LA PLUME DU VIOLON

Je suis nerveuse, la gorge un peu serrée, je ne sais pas ce que je dois faire. Je me demande ce que je fais ici.

Dans quoi me suis-je encore engagé ?

 

Ah oui, il faut appuyer sur le petit bouton, quelqu'un me voit de l'intérieur sans doute, une sonnerie se fait entendre, signal que je peux entrer... Je ne suis pas fluette, et pourtant j'éprouve une certaine difficulté à franchir cette première étape ; ce n'est pas possible : c'est plus lourd qu'une porte d'église ! Je comprends maintenant le sens de l'expression « lourd comme une porte de prison » !
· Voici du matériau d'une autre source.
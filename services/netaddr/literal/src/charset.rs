//! Locale-independent character classes.
//!
//! Every predicate is a plain byte-range check so classification never
//! depends on the process locale and is safe to call from any thread.

/// Decimal digit
pub const fn is_digit(byte: u8) -> bool {
    byte.is_ascii_digit()
}

/// Hexadecimal digit, either case
pub const fn is_hex_digit(byte: u8) -> bool {
    byte.is_ascii_hexdigit()
}

/// Characters that may appear in an IPv4 literal
pub const fn is_ipv4(byte: u8) -> bool {
    is_digit(byte) || byte == b'.'
}

/// Characters that may appear in an IPv6 literal
pub const fn is_ipv6(byte: u8) -> bool {
    is_hex_digit(byte) || byte == b':'
}

/// Characters that may appear in an Ethernet literal
pub const fn is_ethernet(byte: u8) -> bool {
    is_hex_digit(byte) || byte == b':' || byte == b'-'
}

/// Regular hostname label character
pub const fn is_label_regular(byte: u8) -> bool {
    byte.is_ascii_alphanumeric()
}

/// Special hostname label character, never first or last in a label
pub const fn is_label_special(byte: u8) -> bool {
    byte == b'-'
}

/// Any hostname label character
pub const fn is_label(byte: u8) -> bool {
    is_label_regular(byte) || is_label_special(byte)
}
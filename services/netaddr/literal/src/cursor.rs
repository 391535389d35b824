//! Backtracking cursor over an immutable input buffer.
//!
//! Parsers never mutate the input. They advance a position index and, when an
//! attempt fails, put the index back where it was. A failed parse therefore
//! leaves [`Cursor::rest`] byte-for-byte identical to what it was before.

use crate::error::{Literal, ParseFailure, Reason};
use tracing::trace;

/// Read position into a string slice
#[derive(Debug, Clone, Copy, PartialEq, Eq)]
pub struct Cursor<'a> {
    input: &'a str,
    pos: usize,
}

impl<'a> Cursor<'a> {
    /// Create a cursor at the start of `input`
    pub fn new(input: &'a str) -> Self {
        Self { input, pos: 0 }
    }

    /// Current byte offset
    pub fn position(&self) -> usize {
        self.pos
    }

    /// Unread input
    pub fn rest(&self) -> &'a str {
        &self.input[self.pos..]
    }

    /// Whether all input has been consumed
    pub fn is_at_end(&self) -> bool {
        self.pos == self.input.len()
    }

    /// Next byte without consuming it
    pub fn peek(&self) -> Option<u8> {
        self.input.as_bytes().get(self.pos).copied()
    }

    /// Consume `byte` if it is next
    pub fn eat(&mut self, byte: u8) -> bool {
        if self.peek() == Some(byte) {
            self.pos += 1;
            true
        } else {
            false
        }
    }

    /// Consume a literal separator or fail without moving
    pub fn expect(&mut self, byte: u8, literal: Literal) -> Result<(), ParseFailure> {
        if self.eat(byte) {
            Ok(())
        } else {
            Err(ParseFailure::new(
                literal,
                self.pos,
                Reason::Expected(byte as char),
            ))
        }
    }

    /// Consume the longest run of bytes matching `class`.
    ///
    /// Classes only ever accept ASCII, so the returned slice always ends on a
    /// character boundary.
    pub fn take_while(&mut self, class: impl Fn(u8) -> bool) -> &'a str {
        let start = self.pos;
        let len = self.input.as_bytes()[start..]
            .iter()
            .take_while(|&&b| b.is_ascii() && class(b))
            .count();
        self.pos += len;
        &self.input[start..self.pos]
    }

    /// Text consumed since `start`
    pub fn since(&self, start: usize) -> &'a str {
        &self.input[start..self.pos]
    }

    /// Run `parse`, restoring the position if it fails.
    ///
    /// This is the only place a parser gives input back. Every parser in the
    /// crate wraps its body in `attempt`, so nested failures unwind to the
    /// outermost attempt that started them.
    pub fn attempt<T, E>(
        &mut self,
        parse: impl FnOnce(&mut Self) -> Result<T, E>,
    ) -> Result<T, E> {
        let mark = self.pos;
        let result = parse(self);
        if result.is_err() {
            trace!(
                "backtracking {} bytes to offset {}",
                self.pos.saturating_sub(mark),
                mark
            );
            self.pos = mark;
        }
        result
    }

    /// Like [`attempt`](Self::attempt), also returning the matched text
    pub fn recognize<T, E>(
        &mut self,
        parse: impl FnOnce(&mut Self) -> Result<T, E>,
    ) -> Result<(T, &'a str), E> {
        let start = self.pos;
        let value = self.attempt(parse)?;
        Ok((value, self.since(start)))
    }

    /// Fail with [`Reason::Trailing`] unless all input is consumed
    pub fn finish(&self, literal: Literal) -> Result<(), ParseFailure> {
        if self.is_at_end() {
            Ok(())
        } else {
            Err(ParseFailure::new(literal, self.pos, Reason::Trailing))
        }
    }
}

/// Parse the whole of `input` with `parse`.
///
/// Fails if the parser fails or if any input is left over.
pub fn parse_all<'a, T>(
    input: &'a str,
    literal: Literal,
    parse: impl FnOnce(&mut Cursor<'a>) -> Result<T, ParseFailure>,
) -> Result<T, ParseFailure> {
    let mut cursor = Cursor::new(input);
    let value = parse(&mut cursor)?;
    cursor.finish(literal)?;
    Ok(value)
}
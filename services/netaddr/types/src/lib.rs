//! Typed addresses, prefix lengths, endpoints, routes and route tables for netaddr.
//!
//! Every value here wraps the raw output of a `netaddr-literal` parser and
//! derives equality, ordering and display from it. Values only come from a
//! successful parse or an explicit constructor and never change afterwards.
//!
//! For every value `v`, `v.to_string().parse()` gives back `v`.
//!
//! ## Ordering
//!
//! - [`Address`]: numeric
//! - [`Endpoint`]: address, then port
//! - [`Route`]: prefix length descending, then address
//!
//! ## Example
//!
//! ```
//! use netaddr_types::{Ipv4Endpoint, Ipv4Route};
//!
//! let route: Ipv4Route = "10.0.0.5/24".parse().unwrap();
//! assert_eq!(route.to_string(), "10.0.0.0/24");
//!
//! let endpoint: Ipv4Endpoint = "9.0.0.1:12000".parse().unwrap();
//! assert_eq!(endpoint.port(), 12000);
//! ```

#![warn(missing_docs)]
#![warn(clippy::all)]

/// Implement serde for a type through its `Display` and `FromStr` forms
macro_rules! serde_via_text {
    ($ty:ident < F : $bound:ident >) => {
        impl<F: netaddr_literal::$bound> serde::Serialize for $ty<F> {
            fn serialize<S: serde::Serializer>(&self, serializer: S) -> Result<S::Ok, S::Error> {
                serializer.collect_str(self)
            }
        }

        impl<'de, F: netaddr_literal::$bound> serde::Deserialize<'de> for $ty<F> {
            fn deserialize<D: serde::Deserializer<'de>>(deserializer: D) -> Result<Self, D::Error> {
                let text = <String as serde::Deserialize>::deserialize(deserializer)?;
                text.parse().map_err(serde::de::Error::custom)
            }
        }
    };
    ($ty:ident) => {
        impl serde::Serialize for $ty {
            fn serialize<S: serde::Serializer>(&self, serializer: S) -> Result<S::Ok, S::Error> {
                serializer.collect_str(self)
            }
        }

        impl<'de> serde::Deserialize<'de> for $ty {
            fn deserialize<D: serde::Deserializer<'de>>(deserializer: D) -> Result<Self, D::Error> {
                let text = <String as serde::Deserialize>::deserialize(deserializer)?;
                text.parse().map_err(serde::de::Error::custom)
            }
        }
    };
}

pub mod address;
pub mod endpoint;
pub mod error;
pub mod host;
pub mod hostname;
pub mod hosts;
pub mod prefix;
pub mod route;
pub mod table;

// Re-export main types
pub use address::{Address, EthernetAddress, Ipv4Address, Ipv6Address};
pub use endpoint::{Endpoint, Ipv4Endpoint, Ipv6Endpoint};
pub use error::AddrError;
pub use host::{Families, Host, IpAddress};
pub use hostname::Hostname;
pub use hosts::Hosts;
pub use prefix::PrefixLength;
pub use route::{EthernetRoute, Ipv4Route, Ipv6Route, Route};
pub use table::RouteTable;

pub use netaddr_literal::{Ethernet, Family, IpFamily, Literal, ParseFailure, Reason, V4, V6};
À l'intérieur tout semble vieux et rouillé, pourtant, la prison de Lantin n'est pas si vétuste, elle date de 1979 ! Tout de suite, je suis envahie par une sensation étrange ; une pesanteur semble s'abattre sur moi ; surtout, mon odorat est agressé par un mélange de désinfectant, de moisi, de rouille... et ce n'est que l'entrée !
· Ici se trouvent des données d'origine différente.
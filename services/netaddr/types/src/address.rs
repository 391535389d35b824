//! Typed addresses.

use netaddr_literal::{cidr, parse_all, Cursor, Ethernet, Family, ParseFailure, V4, V6};
use std::fmt;
use std::marker::PhantomData;
use std::net::{Ipv4Addr, Ipv6Addr};
use std::str::FromStr;

use crate::prefix::PrefixLength;

/// An address of family `F`.
///
/// Ordering is the numeric (big-endian) order of the octets.
#[derive(Clone, Copy, PartialEq, Eq, PartialOrd, Ord, Hash, Default)]
pub struct Address<F: Family> {
    octets: F::Octets,
    family: PhantomData<F>,
}

/// IPv4 address
pub type Ipv4Address = Address<V4>;
/// IPv6 address
pub type Ipv6Address = Address<V6>;
/// Ethernet address
pub type EthernetAddress = Address<Ethernet>;

impl<F: Family> Address<F> {
    /// Create an address from raw octets
    pub const fn new(octets: F::Octets) -> Self {
        Self {
            octets,
            family: PhantomData,
        }
    }

    /// Raw octets
    pub fn octets(&self) -> F::Octets {
        self.octets
    }

    /// Octets as a slice
    pub fn as_bytes(&self) -> &[u8] {
        self.octets.as_ref()
    }

    /// Parse an address at the cursor, leaving it untouched on failure
    pub fn parse_from(cursor: &mut Cursor<'_>) -> Result<Self, ParseFailure> {
        netaddr_literal::address::<F>(cursor).map(Self::new)
    }

    /// This address with all host bits cleared
    pub fn network(&self, prefix: PrefixLength<F>) -> Self {
        let mut octets = self.octets;
        cidr::network_address(octets.as_mut(), prefix.get());
        Self::new(octets)
    }

    /// This address with all host bits set
    pub fn broadcast(&self, prefix: PrefixLength<F>) -> Self {
        let mut octets = self.octets;
        cidr::broadcast_address(octets.as_mut(), prefix.get());
        Self::new(octets)
    }

    /// The next address, or `None` past the all-ones address
    pub fn successor(&self) -> Option<Self> {
        let mut octets = self.octets;
        cidr::increment(octets.as_mut()).then(|| Self::new(octets))
    }
}

impl<F: Family> fmt::Display for Address<F> {
    fn fmt(&self, f: &mut fmt::Formatter<'_>) -> fmt::Result {
        F::write_text(&self.octets, f)
    }
}

impl<F: Family> fmt::Debug for Address<F> {
    fn fmt(&self, f: &mut fmt::Formatter<'_>) -> fmt::Result {
        write!(f, "Address({})", self)
    }
}

impl<F: Family> FromStr for Address<F> {
    type Err = ParseFailure;

    fn from_str(s: &str) -> Result<Self, Self::Err> {
        parse_all(s, F::LITERAL, Self::parse_from)
    }
}

serde_via_text!(Address<F: Family>);

impl From<Ipv4Addr> for Ipv4Address {
    fn from(addr: Ipv4Addr) -> Self {
        Self::new(addr.octets())
    }
}

impl From<Ipv4Address> for Ipv4Addr {
    fn from(addr: Ipv4Address) -> Self {
        Ipv4Addr::from(addr.octets())
    }
}

impl From<Ipv6Addr> for Ipv6Address {
    fn from(addr: Ipv6Addr) -> Self {
        Self::new(addr.octets())
    }
}

impl From<Ipv6Address> for Ipv6Addr {
    fn from(addr: Ipv6Address) -> Self {
        Ipv6Addr::from(addr.octets())
    }
}
//! Configuration handling for the netaddr tool.
//!
//! Settings come from the shared YAML config file, then environment
//! variables, then command-line flags (applied by the caller). The log level
//! is not part of it: logging is set up before the file is read.

use anyhow::{bail, Result};
use serde::{Deserialize, Serialize};
use std::collections::HashMap;
use std::path::Path;
use std::str::FromStr;
use tracing::{info, warn};

/// How results are printed
#[derive(Debug, Clone, Copy, PartialEq, Eq, Serialize, Deserialize)]
#[serde(rename_all = "lowercase")]
pub enum OutputFormat {
    /// One canonical literal per line
    Text,
    /// JSON documents
    Json,
}

impl FromStr for OutputFormat {
    type Err = anyhow::Error;

    fn from_str(s: &str) -> Result<Self> {
        match s.to_lowercase().as_str() {
            "text" => Ok(OutputFormat::Text),
            "json" => Ok(OutputFormat::Json),
            other => bail!("Invalid output format: {}. Use 'text' or 'json'", other),
        }
    }
}

/// netaddr tool configuration
#[derive(Debug, Clone, Serialize, Deserialize)]
pub struct NetaddrConfig {
    /// Result format
    pub output: OutputFormat,
    /// Upper bound on addresses printed by `hosts`
    pub max_hosts: usize,
}

impl Default for NetaddrConfig {
    fn default() -> Self {
        Self {
            output: OutputFormat::Text,
            max_hosts: 1024,
        }
    }
}

/// Root configuration structure (matches the YAML structure)
#[derive(Debug, Deserialize)]
struct RootConfig {
    services: Option<ServicesConfig>,
}

#[derive(Debug, Deserialize)]
struct ServicesConfig {
    netaddr: Option<ServiceConfig>,
}

#[derive(Debug, Deserialize)]
struct ServiceConfig {
    config: Option<HashMap<String, String>>,
}

impl NetaddrConfig {
    /// Load configuration from file and environment variables
    pub fn load_from_file<P: AsRef<Path>>(config_path: P) -> Result<Self> {
        let mut config = Self::default();

        match std::fs::read_to_string(&config_path) {
            Ok(content) => match serde_yaml::from_str::<RootConfig>(&content) {
                Ok(root_config) => {
                    config.apply_root_config(root_config);
                    info!("Loaded configuration from {:?}", config_path.as_ref());
                }
                Err(e) => warn!(
                    "Failed to parse config file {:?}, using defaults: {}",
                    config_path.as_ref(),
                    e
                ),
            },
            Err(_) => warn!(
                "Config file {:?} not found, using defaults",
                config_path.as_ref()
            ),
        }

        config.apply_environment_overrides();
        Ok(config)
    }

    /// Defaults plus environment variables
    pub fn from_environment() -> Self {
        let mut config = Self::default();
        config.apply_environment_overrides();
        config
    }

    fn apply_root_config(&mut self, root_config: RootConfig) {
        let Some(config_map) = root_config
            .services
            .and_then(|services| services.netaddr)
            .and_then(|service| service.config)
        else {
            return;
        };

        for (key, value) in config_map {
            match key.as_str() {
                "services.netaddr.output" => match value.parse() {
                    Ok(output) => self.output = output,
                    Err(e) => warn!("Ignoring {}: {}", key, e),
                },
                "services.netaddr.max_hosts" => match value.parse() {
                    Ok(max_hosts) => self.max_hosts = max_hosts,
                    Err(_) => warn!("Ignoring {}: not a number: {}", key, value),
                },
                _ => {
                    // Ignore unknown configuration keys
                }
            }
        }
    }

    fn apply_environment_overrides(&mut self) {
        if let Ok(output) = std::env::var("NETADDR_OUTPUT") {
            if let Ok(output) = output.parse() {
                self.output = output;
                info!("Output format overridden by environment: {:?}", output);
            }
        }

        if let Ok(max_hosts) = std::env::var("NETADDR_MAX_HOSTS") {
            if let Ok(max_hosts) = max_hosts.parse::<usize>() {
                self.max_hosts = max_hosts;
                info!("Host limit overridden by environment: {}", max_hosts);
            }
        }
    }
}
On me demande ma carte d'identité, que je dois passer par un tiroir métallique qui grince lorsque je le fais coulisser, ensuite on me dit qu'on va me photographier !

J'imagine déjà les photos de repris de justice avec un numéro devant ; je n'ai vraiment pas envie de sourire, lorsqu'on me demande de me placer sur la croix jaune placée au sol et de regarder en l'air !

Voilà qui est fait, je dois porter ce badge bien visiblement afin d'avoir mes entrées dans la prison. Une jeune avocate, dont c'est semble-t-il la première fois aussi, paraît nerveuse, et me demande des renseignements que je ne puis lui donner !

Nous devons passer dans un détecteur, comme à l'aéroport. Pourquoi cela sonne-t-il ? Une boucle de ceinture, un bijou, une pince ? Je me déleste de tout ce qui est métallique, passe et repasse trois fois, cela sonne toujours !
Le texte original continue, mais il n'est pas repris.